* _Aim of the exercise_
Scan the data. Collect each line that contains the word "DatabaseConnection".

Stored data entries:
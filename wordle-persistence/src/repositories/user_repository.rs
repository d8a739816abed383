use anyhow::Result;
use sea_orm::{
    sea_query::{Expr, OnConflict},
    ActiveValue, ColumnTrait, DatabaseConnection, EntityTrait, QueryFilter, QueryOrder, QuerySelect,
};

use crate::entities::{prelude::*, users};
use wordle_types::{User, UserId};

/// Provider identity and profile returned by an OAuth userinfo endpoint.
#[derive(Debug, Clone, PartialEq)]
pub struct OAuthProfile {
    pub provider: String,
    pub provider_id: String,
    pub display_name: String,
    pub avatar_url: Option<String>,
}

pub struct UserRepository {
    db: DatabaseConnection,
}

impl UserRepository {
    pub fn new(db: DatabaseConnection) -> Self {
        Self { db }
    }

    pub(crate) fn model_to_user(model: users::Model) -> User {
        User {
            id: model.id,
            provider: model.provider,
            provider_id: model.provider_id,
            display_name: model.display_name,
            custom_name: model.custom_name,
            avatar_url: model.avatar_url,
            banned: model.banned,
            created_at: model.created_at.to_rfc3339(),
        }
    }

    pub async fn find_by_id(&self, id: UserId) -> Result<Option<User>> {
        let user_model = Users::find_by_id(id).one(&self.db).await?;
        Ok(user_model.map(Self::model_to_user))
    }

    pub async fn find_by_provider_identity(
        &self,
        provider: &str,
        provider_id: &str,
    ) -> Result<Option<User>> {
        let user_model = Users::find()
            .filter(users::Column::Provider.eq(provider))
            .filter(users::Column::ProviderId.eq(provider_id))
            .one(&self.db)
            .await?;

        Ok(user_model.map(Self::model_to_user))
    }

    /// Create the user on first login; later logins refresh the provider
    /// display name and avatar but keep the custom name and ban flag.
    pub async fn upsert_oauth_user(&self, profile: OAuthProfile) -> Result<User> {
        let user_model = users::ActiveModel {
            provider: ActiveValue::Set(profile.provider.clone()),
            provider_id: ActiveValue::Set(profile.provider_id.clone()),
            display_name: ActiveValue::Set(profile.display_name),
            avatar_url: ActiveValue::Set(profile.avatar_url),
            banned: ActiveValue::Set(false),
            created_at: ActiveValue::Set(chrono::Utc::now().into()),
            ..Default::default()
        };

        Users::insert(user_model)
            .on_conflict(
                OnConflict::columns([users::Column::Provider, users::Column::ProviderId])
                    .update_columns([users::Column::DisplayName, users::Column::AvatarUrl])
                    .to_owned(),
            )
            .exec_without_returning(&self.db)
            .await?;

        // Fetch the stored row, whichever branch the upsert took
        self.find_by_provider_identity(&profile.provider, &profile.provider_id)
            .await?
            .ok_or_else(|| anyhow::anyhow!("Failed to retrieve upserted user"))
    }

    /// Returns `false` when no such user exists.
    pub async fn set_custom_name(&self, id: UserId, name: &str) -> Result<bool> {
        let result = Users::update_many()
            .col_expr(users::Column::CustomName, Expr::value(name))
            .filter(users::Column::Id.eq(id))
            .exec(&self.db)
            .await?;
        Ok(result.rows_affected > 0)
    }

    /// Returns `false` when no such user exists.
    pub async fn set_banned(&self, id: UserId, banned: bool) -> Result<bool> {
        let result = Users::update_many()
            .col_expr(users::Column::Banned, Expr::value(banned))
            .filter(users::Column::Id.eq(id))
            .exec(&self.db)
            .await?;
        Ok(result.rows_affected > 0)
    }

    pub async fn list_users(&self, limit: u64) -> Result<Vec<User>> {
        let users = Users::find()
            .order_by_asc(users::Column::Id)
            .limit(limit)
            .all(&self.db)
            .await?;

        Ok(users.into_iter().map(Self::model_to_user).collect())
    }

    /// Every user allowed on the leaderboard.
    pub async fn list_active_users(&self) -> Result<Vec<User>> {
        let users = Users::find()
            .filter(users::Column::Banned.eq(false))
            .all(&self.db)
            .await?;

        Ok(users.into_iter().map(Self::model_to_user).collect())
    }

    /// Name used in audit logs; empty when the user is unknown.
    pub async fn display_name_of(&self, id: UserId) -> Result<String> {
        Ok(self
            .find_by_id(id)
            .await?
            .map(|user| user.effective_name().to_string())
            .unwrap_or_default())
    }
}
pub mod connection;
pub mod entities;
pub mod repositories;
use std::sync::LazyLock;

use regex::Regex;

pub const MAX_NAME_CHARS: usize = 20;

static WHITESPACE_RUN: LazyLock<Regex> = LazyLock::new(|| Regex::new(r"\s+").unwrap());
static ALLOWED_NAME: LazyLock<Regex> =
    LazyLock::new(|| Regex::new(r"^[A-Za-z0-9_ \-]+$").unwrap());

#[derive(Debug, Clone, PartialEq, thiserror::Error)]
pub enum NameError {
    #[error("Name must be 1-{MAX_NAME_CHARS} characters")]
    InvalidLength,
    #[error("Name can only contain letters, numbers, spaces, hyphens, and underscores")]
    InvalidCharacters,
}

/// Trim the name and collapse inner whitespace runs to a single space.
pub fn sanitize_display_name(raw: &str) -> String {
    WHITESPACE_RUN.replace_all(raw.trim(), " ").into_owned()
}

/// Sanitize a requested display name and check it against the naming rules.
pub fn validate_display_name(raw: &str) -> Result<String, NameError> {
    let name = sanitize_display_name(raw);
    let length = name.chars().count();
    if length == 0 || length > MAX_NAME_CHARS {
        return Err(NameError::InvalidLength);
    }
    if !ALLOWED_NAME.is_match(&name) {
        return Err(NameError::InvalidCharacters);
    }
    Ok(name)
}
use std::collections::HashMap;
use std::env;
use std::time::Duration;

use crate::auth::{OAuthProvider, ProviderCredentials};
use wordle_types::UserId;

#[derive(Debug, Clone)]
pub struct Config {
    pub host: String,
    pub port: u16,
    pub database_url: String,
    pub jwt_secret: Option<String>,
    pub public_base_url: String,
    pub static_dir: String,
    /// Empty disables the flat audit file; flags are still logged.
    pub cheat_log_path: String,
    pub admin_user_id: UserId,
    pub geo_api_url: String,
    pub profanity_api_url: String,
    pub outbound_timeout_seconds: u64,
    pub oauth_credentials: HashMap<OAuthProvider, ProviderCredentials>,
}

impl Config {
    pub fn new() -> Self {
        Self {
            host: env::var("HOST").unwrap_or_else(|_| "0.0.0.0".to_string()),
            port: env::var("PORT")
                .unwrap_or_else(|_| "8080".to_string())
                .parse()
                .expect("Invalid PORT"),
            database_url: env::var("DATABASE_URL")
                .unwrap_or_else(|_| "sqlite://./data/wordle.db?mode=rwc".to_string()),
            jwt_secret: env::var("JWT_SECRET").ok().filter(|s| !s.is_empty()),
            public_base_url: env::var("PUBLIC_BASE_URL")
                .unwrap_or_else(|_| "http://localhost:8080".to_string()),
            static_dir: env::var("STATIC_DIR").unwrap_or_else(|_| "./static".to_string()),
            cheat_log_path: env::var("CHEAT_LOG_PATH")
                .unwrap_or_else(|_| "./data/cheatlog.txt".to_string()),
            admin_user_id: env::var("ADMIN_USER_ID")
                .unwrap_or_else(|_| "1".to_string())
                .parse()
                .expect("Invalid ADMIN_USER_ID"),
            geo_api_url: env::var("GEO_API_URL")
                .unwrap_or_else(|_| "http://ip-api.com/json".to_string()),
            profanity_api_url: env::var("PROFANITY_API_URL")
                .unwrap_or_else(|_| "https://vector.profanity.dev".to_string()),
            outbound_timeout_seconds: env::var("OUTBOUND_TIMEOUT_SECONDS")
                .unwrap_or_else(|_| "3".to_string())
                .parse()
                .expect("Invalid OUTBOUND_TIMEOUT_SECONDS"),
            oauth_credentials: Self::oauth_credentials_from_env(),
        }
    }

    /// Providers whose client id is set; the rest answer 503 on login.
    fn oauth_credentials_from_env() -> HashMap<OAuthProvider, ProviderCredentials> {
        OAuthProvider::ALL
            .into_iter()
            .filter_map(|provider| {
                let prefix = provider.env_prefix();
                let client_id = env::var(format!("{}_CLIENT_ID", prefix)).ok()?;
                if client_id.is_empty() {
                    return None;
                }
                let client_secret =
                    env::var(format!("{}_CLIENT_SECRET", prefix)).unwrap_or_default();
                Some((
                    provider,
                    ProviderCredentials {
                        client_id,
                        client_secret,
                    },
                ))
            })
            .collect()
    }

    pub fn outbound_timeout(&self) -> Duration {
        Duration::from_secs(self.outbound_timeout_seconds)
    }

    pub fn cheat_log_path(&self) -> Option<&str> {
        Some(self.cheat_log_path.as_str()).filter(|path| !path.is_empty())
    }
}

impl Default for Config {
    fn default() -> Self {
        Self::new()
    }
}
use sea_orm::entity::prelude::*;

#[derive(Clone, Debug, PartialEq, Eq, DeriveEntityModel)]
#[sea_orm(table_name = "game_progress")]
pub struct Model {
    #[sea_orm(primary_key, auto_increment = false)]
    pub user_id: i64,
    #[sea_orm(primary_key, auto_increment = false)]
    pub date: Date,
    /// JSON array of guessed words, in order.
    #[sea_orm(column_type = "Text")]
    pub guesses: String,
    pub hard_mode: bool,
    pub game_over: bool,
    pub won: bool,
}

#[derive(Copy, Clone, Debug, EnumIter, DeriveRelation)]
pub enum Relation {}

impl ActiveModelBehavior for ActiveModel {}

* _Expected output_
    ActiveValue, ColumnTrait, DatabaseConnection, EntityTrait, QueryFilter, QueryOrder, QuerySelect,
    db: DatabaseConnection,
    pub fn new(db: DatabaseConnection) -> Self {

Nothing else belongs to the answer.